(Items from a data source)
____________________
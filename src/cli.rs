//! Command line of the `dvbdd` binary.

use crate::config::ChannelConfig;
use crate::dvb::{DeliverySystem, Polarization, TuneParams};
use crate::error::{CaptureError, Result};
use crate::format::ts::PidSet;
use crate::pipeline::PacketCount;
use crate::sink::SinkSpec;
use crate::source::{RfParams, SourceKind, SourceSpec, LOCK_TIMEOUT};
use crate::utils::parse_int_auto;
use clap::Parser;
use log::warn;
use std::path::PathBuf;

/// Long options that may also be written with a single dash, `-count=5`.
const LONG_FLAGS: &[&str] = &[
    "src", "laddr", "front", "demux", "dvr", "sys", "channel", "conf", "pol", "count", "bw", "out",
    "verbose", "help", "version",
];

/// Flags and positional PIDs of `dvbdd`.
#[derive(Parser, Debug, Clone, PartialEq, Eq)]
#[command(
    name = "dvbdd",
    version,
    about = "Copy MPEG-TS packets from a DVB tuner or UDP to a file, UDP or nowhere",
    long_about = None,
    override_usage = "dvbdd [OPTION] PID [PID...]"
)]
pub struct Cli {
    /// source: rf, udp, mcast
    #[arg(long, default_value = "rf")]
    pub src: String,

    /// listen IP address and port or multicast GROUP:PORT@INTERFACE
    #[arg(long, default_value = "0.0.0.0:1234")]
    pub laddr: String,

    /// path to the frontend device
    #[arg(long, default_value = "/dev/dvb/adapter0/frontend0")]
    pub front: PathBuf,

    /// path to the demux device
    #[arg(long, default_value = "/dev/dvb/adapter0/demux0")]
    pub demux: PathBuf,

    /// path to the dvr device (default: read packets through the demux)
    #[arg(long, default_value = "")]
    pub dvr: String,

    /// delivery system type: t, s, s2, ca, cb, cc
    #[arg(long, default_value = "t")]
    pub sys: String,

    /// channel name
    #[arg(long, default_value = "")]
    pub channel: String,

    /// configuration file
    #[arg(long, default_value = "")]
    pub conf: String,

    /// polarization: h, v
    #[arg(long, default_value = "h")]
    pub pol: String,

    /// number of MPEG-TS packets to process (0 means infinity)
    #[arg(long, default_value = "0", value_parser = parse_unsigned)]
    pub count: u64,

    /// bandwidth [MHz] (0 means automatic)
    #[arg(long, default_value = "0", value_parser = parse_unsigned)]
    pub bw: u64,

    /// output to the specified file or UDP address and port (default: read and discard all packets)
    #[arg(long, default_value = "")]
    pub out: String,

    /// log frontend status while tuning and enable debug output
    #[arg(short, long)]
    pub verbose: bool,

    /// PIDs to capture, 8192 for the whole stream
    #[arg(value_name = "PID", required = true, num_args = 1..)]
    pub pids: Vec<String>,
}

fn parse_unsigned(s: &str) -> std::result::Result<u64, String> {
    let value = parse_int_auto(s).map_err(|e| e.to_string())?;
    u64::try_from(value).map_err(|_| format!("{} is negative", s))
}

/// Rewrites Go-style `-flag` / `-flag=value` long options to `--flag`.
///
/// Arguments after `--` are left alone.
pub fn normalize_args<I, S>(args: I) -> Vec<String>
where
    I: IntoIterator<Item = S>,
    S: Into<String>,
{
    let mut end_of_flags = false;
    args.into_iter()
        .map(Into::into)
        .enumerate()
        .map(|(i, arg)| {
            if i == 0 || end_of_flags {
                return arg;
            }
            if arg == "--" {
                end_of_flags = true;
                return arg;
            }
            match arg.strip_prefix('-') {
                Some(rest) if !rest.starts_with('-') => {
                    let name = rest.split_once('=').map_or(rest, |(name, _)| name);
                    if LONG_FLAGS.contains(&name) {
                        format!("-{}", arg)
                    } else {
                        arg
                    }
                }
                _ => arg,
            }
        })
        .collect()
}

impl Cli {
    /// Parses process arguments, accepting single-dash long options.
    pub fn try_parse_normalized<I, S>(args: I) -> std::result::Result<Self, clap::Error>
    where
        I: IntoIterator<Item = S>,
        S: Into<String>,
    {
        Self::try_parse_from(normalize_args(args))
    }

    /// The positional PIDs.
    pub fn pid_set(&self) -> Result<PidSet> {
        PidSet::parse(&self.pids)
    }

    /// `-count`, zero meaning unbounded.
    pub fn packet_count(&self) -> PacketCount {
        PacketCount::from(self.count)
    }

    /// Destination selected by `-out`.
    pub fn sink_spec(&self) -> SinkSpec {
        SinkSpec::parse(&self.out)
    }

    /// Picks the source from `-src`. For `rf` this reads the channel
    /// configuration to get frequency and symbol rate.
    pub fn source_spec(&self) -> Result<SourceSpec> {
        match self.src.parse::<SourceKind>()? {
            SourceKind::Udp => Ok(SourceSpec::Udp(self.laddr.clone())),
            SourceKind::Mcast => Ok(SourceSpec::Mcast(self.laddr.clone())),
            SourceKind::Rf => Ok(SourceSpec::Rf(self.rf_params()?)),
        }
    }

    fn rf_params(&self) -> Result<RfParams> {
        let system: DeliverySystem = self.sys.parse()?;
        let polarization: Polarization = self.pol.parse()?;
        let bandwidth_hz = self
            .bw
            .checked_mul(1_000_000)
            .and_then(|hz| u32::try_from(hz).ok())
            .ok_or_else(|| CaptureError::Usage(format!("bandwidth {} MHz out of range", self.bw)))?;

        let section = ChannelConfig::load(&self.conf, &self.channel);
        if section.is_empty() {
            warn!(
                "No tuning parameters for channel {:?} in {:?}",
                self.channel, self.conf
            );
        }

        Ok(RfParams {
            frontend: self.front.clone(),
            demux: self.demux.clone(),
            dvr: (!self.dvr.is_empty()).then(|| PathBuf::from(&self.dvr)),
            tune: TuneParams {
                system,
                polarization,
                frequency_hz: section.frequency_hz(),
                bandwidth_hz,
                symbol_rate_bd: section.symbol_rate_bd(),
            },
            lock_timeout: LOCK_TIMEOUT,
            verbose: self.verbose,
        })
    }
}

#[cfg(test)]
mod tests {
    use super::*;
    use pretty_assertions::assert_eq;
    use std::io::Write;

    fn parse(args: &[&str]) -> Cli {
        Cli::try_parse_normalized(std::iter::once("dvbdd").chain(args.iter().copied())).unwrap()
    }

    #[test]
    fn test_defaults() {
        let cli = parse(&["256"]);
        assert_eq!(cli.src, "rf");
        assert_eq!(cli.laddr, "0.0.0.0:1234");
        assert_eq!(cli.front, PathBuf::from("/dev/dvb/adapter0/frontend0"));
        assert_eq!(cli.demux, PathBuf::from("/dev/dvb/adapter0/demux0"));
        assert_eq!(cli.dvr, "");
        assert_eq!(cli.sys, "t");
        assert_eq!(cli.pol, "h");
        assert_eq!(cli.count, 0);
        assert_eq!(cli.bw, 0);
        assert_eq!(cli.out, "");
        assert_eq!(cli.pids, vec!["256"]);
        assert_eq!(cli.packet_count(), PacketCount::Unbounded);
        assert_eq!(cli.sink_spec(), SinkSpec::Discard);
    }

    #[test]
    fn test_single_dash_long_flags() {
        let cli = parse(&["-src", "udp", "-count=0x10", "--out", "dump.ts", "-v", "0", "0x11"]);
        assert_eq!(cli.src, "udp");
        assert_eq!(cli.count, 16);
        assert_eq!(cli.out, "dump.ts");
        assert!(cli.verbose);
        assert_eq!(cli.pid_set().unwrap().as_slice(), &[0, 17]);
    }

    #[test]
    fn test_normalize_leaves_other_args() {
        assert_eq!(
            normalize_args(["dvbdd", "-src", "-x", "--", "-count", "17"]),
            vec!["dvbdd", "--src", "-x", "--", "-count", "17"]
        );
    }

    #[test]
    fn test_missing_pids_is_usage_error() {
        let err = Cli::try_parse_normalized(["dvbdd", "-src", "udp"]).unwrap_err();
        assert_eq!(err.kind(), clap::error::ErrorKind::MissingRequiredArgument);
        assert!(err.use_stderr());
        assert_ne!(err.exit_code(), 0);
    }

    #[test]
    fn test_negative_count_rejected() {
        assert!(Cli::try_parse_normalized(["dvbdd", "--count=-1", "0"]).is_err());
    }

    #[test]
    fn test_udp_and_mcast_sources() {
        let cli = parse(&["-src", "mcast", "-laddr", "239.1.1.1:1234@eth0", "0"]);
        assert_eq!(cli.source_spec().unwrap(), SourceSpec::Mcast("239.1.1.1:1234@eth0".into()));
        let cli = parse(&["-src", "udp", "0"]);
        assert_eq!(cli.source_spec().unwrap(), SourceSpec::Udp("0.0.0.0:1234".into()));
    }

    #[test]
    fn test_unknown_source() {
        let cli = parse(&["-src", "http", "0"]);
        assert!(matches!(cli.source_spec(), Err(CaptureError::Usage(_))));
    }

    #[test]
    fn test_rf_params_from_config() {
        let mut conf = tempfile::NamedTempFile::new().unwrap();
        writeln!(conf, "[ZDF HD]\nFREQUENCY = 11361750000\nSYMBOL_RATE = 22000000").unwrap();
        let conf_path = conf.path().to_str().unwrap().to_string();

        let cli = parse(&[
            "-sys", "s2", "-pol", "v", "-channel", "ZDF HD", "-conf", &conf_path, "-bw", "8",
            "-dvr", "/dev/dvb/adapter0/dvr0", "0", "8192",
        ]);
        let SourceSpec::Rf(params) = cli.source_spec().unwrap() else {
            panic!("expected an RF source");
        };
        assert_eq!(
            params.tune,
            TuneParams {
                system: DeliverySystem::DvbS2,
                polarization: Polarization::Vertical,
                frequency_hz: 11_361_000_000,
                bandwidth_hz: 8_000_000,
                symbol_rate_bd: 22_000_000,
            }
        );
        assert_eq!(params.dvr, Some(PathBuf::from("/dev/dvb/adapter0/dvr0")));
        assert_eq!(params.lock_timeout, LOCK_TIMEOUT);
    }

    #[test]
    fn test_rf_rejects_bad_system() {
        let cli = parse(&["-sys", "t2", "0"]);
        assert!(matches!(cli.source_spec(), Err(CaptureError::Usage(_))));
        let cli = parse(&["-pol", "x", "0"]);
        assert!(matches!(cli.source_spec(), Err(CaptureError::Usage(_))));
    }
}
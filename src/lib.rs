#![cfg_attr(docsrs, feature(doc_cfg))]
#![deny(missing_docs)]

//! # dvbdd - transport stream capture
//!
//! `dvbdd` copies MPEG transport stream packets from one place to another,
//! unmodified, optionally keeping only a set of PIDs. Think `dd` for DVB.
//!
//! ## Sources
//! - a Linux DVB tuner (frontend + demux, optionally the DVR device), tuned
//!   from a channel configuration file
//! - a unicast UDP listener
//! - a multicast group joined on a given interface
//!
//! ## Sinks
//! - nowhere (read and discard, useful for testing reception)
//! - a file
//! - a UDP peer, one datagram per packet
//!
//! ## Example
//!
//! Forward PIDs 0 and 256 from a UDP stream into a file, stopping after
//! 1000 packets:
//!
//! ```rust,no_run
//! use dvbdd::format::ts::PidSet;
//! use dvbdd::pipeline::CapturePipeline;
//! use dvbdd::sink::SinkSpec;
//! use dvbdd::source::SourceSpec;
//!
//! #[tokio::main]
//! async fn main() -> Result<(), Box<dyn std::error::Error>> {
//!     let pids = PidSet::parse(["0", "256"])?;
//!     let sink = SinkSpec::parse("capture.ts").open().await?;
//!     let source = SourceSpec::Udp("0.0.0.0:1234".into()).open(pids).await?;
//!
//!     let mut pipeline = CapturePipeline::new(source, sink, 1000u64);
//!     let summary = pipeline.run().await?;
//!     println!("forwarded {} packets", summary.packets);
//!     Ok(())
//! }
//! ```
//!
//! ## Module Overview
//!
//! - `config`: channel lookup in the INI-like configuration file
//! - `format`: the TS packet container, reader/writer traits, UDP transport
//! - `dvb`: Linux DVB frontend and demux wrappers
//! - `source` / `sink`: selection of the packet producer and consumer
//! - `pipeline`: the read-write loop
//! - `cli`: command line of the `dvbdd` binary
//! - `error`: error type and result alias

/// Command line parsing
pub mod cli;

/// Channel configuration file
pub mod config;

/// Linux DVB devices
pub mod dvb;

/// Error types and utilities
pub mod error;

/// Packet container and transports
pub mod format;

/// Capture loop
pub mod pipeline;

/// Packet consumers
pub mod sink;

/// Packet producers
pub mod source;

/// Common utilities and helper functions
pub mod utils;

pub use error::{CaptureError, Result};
____________________
## The task
Once a line of the records is found to contain "configuration", copy it out.

## Written response
    /// configuration file
    /// configuration to get frequency and symbol rate.
//!   from a channel configuration file
//! - `config`: channel lookup in the INI-like configuration file
/// Channel configuration file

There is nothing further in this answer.